A raw plan is as follows (please be critical and feel free to correct it):
- generate synthetic dataset of squares of different positions and areas (no rotations required so far);
- split the dataset into training, validation, and test sets;
- create a simple CAE model;
- train the model to reconstruct squares, test the model, visualize the results, save the trained encoder;
- use t-SNE to visualize the latent space as well, check if interpolation works and the squares of similar surface area are close in the latent space than the squares of dissimilar surface area;
- use the pretrained encoder and train a classifier to predict surface area of the squares, check the accuracy.

The code will be launched in Colab.
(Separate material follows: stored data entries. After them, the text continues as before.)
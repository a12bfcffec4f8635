use async_trait::async_trait;
use serde::Deserialize;

use ac_domain::{Error, Sandbox, SandboxMode};

use crate::backend::SandboxBackend;

/// Provisions sandboxes on a vendor-hosted remote VM fleet via a thin REST
/// API. The vendor assigns both the sandbox id and its host URL; this
/// backend just persists what the vendor hands back.
pub struct RemoteVmBackend {
    client: reqwest::Client,
    api_base_url: String,
    api_key: String,
}

#[derive(Deserialize)]
struct ProvisionResponse {
    id: String,
    host_url: String,
}

impl RemoteVmBackend {
    pub fn new(api_base_url: String, api_key: String) -> Self {
        Self {
            client: reqwest::Client::new(),
            api_base_url,
            api_key,
        }
    }
}

#[async_trait]
impl SandboxBackend for RemoteVmBackend {
    async fn create(&self, session_id: &str) -> Result<Sandbox, Error> {
        let response = self
            .client
            .post(format!("{}/v1/sandboxes", self.api_base_url))
            .bearer_auth(&self.api_key)
            .json(&serde_json::json!({ "session_id": session_id }))
            .send()
            .await
            .map_err(|e| Error::SandboxUnavailable(format!("vendor provision request failed: {e}")))?;

        if !response.status().is_success() {
            return Err(Error::SandboxUnavailable(format!(
                "vendor provision returned {}",
                response.status()
            )));
        }

        let body: ProvisionResponse = response
            .json()
            .await
            .map_err(|e| Error::SandboxUnavailable(format!("vendor response malformed: {e}")))?;

        Ok(Sandbox::new(body.id, SandboxMode::RemoteVm, body.host_url))
    }

    async fn connect(&self, sandbox: &Sandbox) -> Result<String, Error> {
        let response = self
            .client
            .get(format!("{}/v1/sandboxes/{}", self.api_base_url, sandbox.id))
            .bearer_auth(&self.api_key)
            .send()
            .await
            .map_err(|e| Error::SandboxUnavailable(format!("vendor lookup request failed: {e}")))?;

        if !response.status().is_success() {
            return Err(Error::SandboxUnavailable(format!(
                "vendor lookup returned {}",
                response.status()
            )));
        }

        let body: ProvisionResponse = response
            .json()
            .await
            .map_err(|e| Error::SandboxUnavailable(format!("vendor response malformed: {e}")))?;
        Ok(body.host_url)
    }

    fn expose_port(&self, sandbox: &Sandbox, port: u16) -> String {
        format!("{}/ports/{port}", sandbox.base_url.trim_end_matches('/'))
    }

    async fn start(&self, sandbox: &Sandbox) -> Result<(), Error> {
        self.post_action(&sandbox.id, "start").await
    }

    async fn stop(&self, sandbox: &Sandbox) -> Result<(), Error> {
        self.post_action(&sandbox.id, "stop").await
    }

    async fn cleanup(&self, sandbox: &Sandbox) -> Result<(), Error> {
        let response = self
            .client
            .delete(format!("{}/v1/sandboxes/{}", self.api_base_url, sandbox.id))
            .bearer_auth(&self.api_key)
            .send()
            .await
            .map_err(|e| Error::SandboxUnavailable(format!("vendor delete request failed: {e}")))?;
        if !response.status().is_success() {
            tracing::warn!(sandbox_id = %sandbox.id, status = %response.status(), "vendor delete returned non-success");
        }
        Ok(())
    }
}

impl RemoteVmBackend {
    async fn post_action(&self, sandbox_id: &str, action: &str) -> Result<(), Error> {
        let response = self
            .client
            .post(format!("{}/v1/sandboxes/{sandbox_id}/{action}", self.api_base_url))
            .bearer_auth(&self.api_key)
            .send()
            .await
            .map_err(|e| Error::SandboxUnavailable(format!("vendor {action} request failed: {e}")))?;
        if !response.status().is_success() {
            return Err(Error::SandboxUnavailable(format!(
                "vendor {action} returned {}",
                response.status()
            )));
        }
        Ok(())
    }
}

#[cfg(test)]
mod tests {
    use super::*;

    #[test]
    fn expose_port_appends_ports_path() {
        let backend = RemoteVmBackend::new("https://vendor.example".into(), "key".into());
        let sandbox = Sandbox::new("vm-1", SandboxMode::RemoteVm, "https://vm-1.vendor.example/");
        assert_eq!(
            backend.expose_port(&sandbox, 3000),
            "https://vm-1.vendor.example/ports/3000"
        );
    }
}
use serde::{Deserialize, Serialize};

// ━━━━━━━━━━━━━━━━━━━━━━━━━━━━━━━━━━━━━━━━━━━━━━━━━━━━━━━━━━━━━━━━━━
// Tools (terminal / file-edit)
// ━━━━━━━━━━━━━━━━━━━━━━━━━━━━━━━━━━━━━━━━━━━━━━━━━━━━━━━━━━━━━━━━━━

#[derive(Debug, Clone, Default, Serialize, Deserialize)]
pub struct ToolsConfig {
    #[serde(default)]
    pub exec: ExecConfig,
    #[serde(default)]
    pub exec_security: ExecSecurityConfig,
    #[serde(default)]
    pub file_edit: FileEditConfig,
}

/// Terminal Session Manager (C2) configuration.
#[derive(Debug, Clone, Serialize, Deserialize)]
pub struct ExecConfig {
    /// Default foreground timeout for a shell command, caller-overridable.
    #[serde(default = "d_timeout_sec")]
    pub timeout_sec: u64,
    /// TTL for a finished terminal session before its buffer is dropped.
    #[serde(default = "d_cleanup_ms")]
    pub cleanup_ms: u64,
    /// Max output chars retained per terminal session's ring buffer.
    #[serde(default = "d_max_output_chars")]
    pub max_output_chars: usize,
}

impl Default for ExecConfig {
    fn default() -> Self {
        Self {
            timeout_sec: d_timeout_sec(),
            cleanup_ms: d_cleanup_ms(),
            max_output_chars: d_max_output_chars(),
        }
    }
}

/// Security configuration for the terminal tool — audit logging and command denylist.
#[derive(Debug, Clone, Serialize, Deserialize)]
pub struct ExecSecurityConfig {
    #[serde(default = "d_true")]
    pub audit_log: bool,
    /// Regex patterns that are denied outright.
    #[serde(default = "d_denied_patterns")]
    pub denied_patterns: Vec<String>,
}

impl Default for ExecSecurityConfig {
    fn default() -> Self {
        Self {
            audit_log: true,
            denied_patterns: d_denied_patterns(),
        }
    }
}

/// File-Edit Manager (C3) configuration.
#[derive(Debug, Clone, Serialize, Deserialize)]
pub struct FileEditConfig {
    /// Tool output longer than this is truncated with a "response clipped" notice.
    #[serde(default = "d_max_response_chars")]
    pub max_response_chars: usize,
    /// Line radius rendered around a successful edit in the snippet preview.
    #[serde(default = "d_snippet_lines")]
    pub snippet_lines: usize,
    /// Directory names never traversed when containment-checking a path.
    #[serde(default = "d_excluded_dirs")]
    pub excluded_dirs: Vec<String>,
}

impl Default for FileEditConfig {
    fn default() -> Self {
        Self {
            max_response_chars: d_max_response_chars(),
            snippet_lines: d_snippet_lines(),
            excluded_dirs: d_excluded_dirs(),
        }
    }
}

// ── serde default helpers ───────────────────────────────────────────

fn d_timeout_sec() -> u64 {
    30
}
fn d_cleanup_ms() -> u64 {
    1_800_000
}
fn d_max_output_chars() -> usize {
    1_000_000
}
fn d_true() -> bool {
    true
}
fn d_denied_patterns() -> Vec<String> {
    vec![
        r"rm\s+-rf\s+/".into(),
        r"mkfs\.".into(),
        r"dd\s+if=.+of=/dev/".into(),
    ]
}
fn d_max_response_chars() -> usize {
    200_000
}
fn d_snippet_lines() -> usize {
    4
}
fn d_excluded_dirs() -> Vec<String> {
    vec![".git".into(), "node_modules".into(), "__pycache__".into()]
}

#[cfg(test)]
mod tests {
    use super::*;

    #[test]
    fn defaults_match_spec_constants() {
        let cfg = FileEditConfig::default();
        assert_eq!(cfg.max_response_chars, 200_000);
        assert_eq!(cfg.snippet_lines, 4);
    }

    #[test]
    fn default_exec_timeout_is_thirty_seconds() {
        assert_eq!(ExecConfig::default().timeout_sec, 30);
    }
}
Please use pytorch, lightning and clearML. Collect the model parameters in one dictionary param={}. Below you can find some fragments of the code for the initialization

!pip install pytorch-lightning clearml

%env CLEARML_WEB_HOST=https://app.clear.ml/
%env CLEARML_API_HOST=https://api.clear.ml
%env CLEARML_FILES_HOST=https://files.clear.ml
%env CLEARML_API_ACCESS_KEY=ZP02U03C6V5ER4K9VWRNZT7EWA5ZTV
%env CLEARML_API_SECRET_KEY=BtA5GXZufr6QGpaqhX1GSKPTvaCt56OLqaNqUGLNoxx2Ye8Ctwbui0Ln5OXVnzUgH4I

# Initialization

In [None]:
!pip install pytorch-lightning clearml #scikit-learn matplotlib

In [None]:
import torch
import torch.nn as nn
import torch.nn.functional as F
from torch.utils.data import Dataset, DataLoader, random_split
import pytorch_lightning as pl
from pytorch_lightning import Trainer
from clearml import Task
import numpy as np
import matplotlib.pyplot as plt
from sklearn.manifold import TSNE

In [None]:
%env CLEARML_WEB_HOST=https://app.clear.ml/
%env CLEARML_API_HOST=https://api.clear.ml
%env CLEARML_FILES_HOST=https://files.clear.ml
%env CLEARML_API_ACCESS_KEY=ZP02U03C6V5ER4K9VWRNZT7EWA5ZTV
%env CLEARML_API_SECRET_KEY=BtA5GXZufr6QGpaqhX1GSKPTvaCt56OLqaNqUGLNoxx2Ye8Ctwbui0Ln5OXVnzUgH4I

In [None]:
param = {
    'image_size': 64,
    'min_width': 4,
    'max_width': 32,
    'dataset_size': 10000,
    'batch_size': 32,
    'latent_dim': 32,
    'num_workers':10,
    'lr': 1e-3,
    'max_epochs': 50,
    'seed': 42,
}
# Set seeds for reproducibility
pl.seed_everything(42)

# Data module

In [None]:
class SyntheticSquareDataset(Dataset):
    def __init__(self, param):
        self.images = torch.zeros((param['dataset_size'], 1, param['image_size'], param['image_size']))
        self.areas = torch.zeros(param['dataset_size'])
        for i in range(param['dataset_size']):
            w = torch.randint(param['min_width'], param['max_width'] + 1, (1,)).item()
            x = torch.randint(0, param['image_size'] - w + 1, (1,)).item()
            y = torch.randint(0, param['image_size'] - w + 1, (1,)).item()
            self.images[i, 0, x:x+w, y:y+w] = 1.0
            self.areas[i] = w ** 2

    def __len__(self):
        return len(self.images)

    def __getitem__(self, idx):
        return self.images[idx], self.areas[idx]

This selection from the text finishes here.